Mark got up kind of slow, blinking his eyes and looking back at Uncle Ike.
“I guess I’ll go home,” he said.
Uncle Ike slapped his knee and laughed a rattling kind of laugh way down in his throat. “There,” he whispered, like he was talking confidential to Binney and Plunk and me, “what’d I tell you? Hey? What’d I tell you? Don’t take him long to make up his mind, eh? Quicker’n a flash; slicker’n greased lightnin’!”
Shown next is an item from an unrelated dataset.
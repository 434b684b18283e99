// ABOUTME: API handler modules for the storyforge HTTP server.
// ABOUTME: optimize handles single stories; tracker drives the batch run over the issue tracker.

pub mod optimize;
pub mod tracker;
We went off up the hill after Mark, leaving Uncle Ike sitting on the log laughing to himself and slapping his leg every minute or so. He sat there till we were out of sight.
CHAPTER IV
Mark was pretty quiet walking along, thinking hard what to do, or whether he had better do anything; but finally he seemed to make up his mind and hurried off faster than I ever saw him walk before. And it was a warm day, too. We turned into his yard, and as we went through the gate he jerked his thumb toward the back yard.
“You w-w-wait there,” he stuttered. “I may want you.” Then he went in the front door.
As we walked by we looked through the window and saw the stranger sitting in the parlor talking to Mr. Tidd, and he was nodding and smiling and being very polite; or, anyhow, it seemed that way to me. I always was sort of curious, so I stopped close to the window and listened, while Plunk and Binney went on around the house. I guess it isn’t very nice to listen that way, but I never thought of that until it was all over.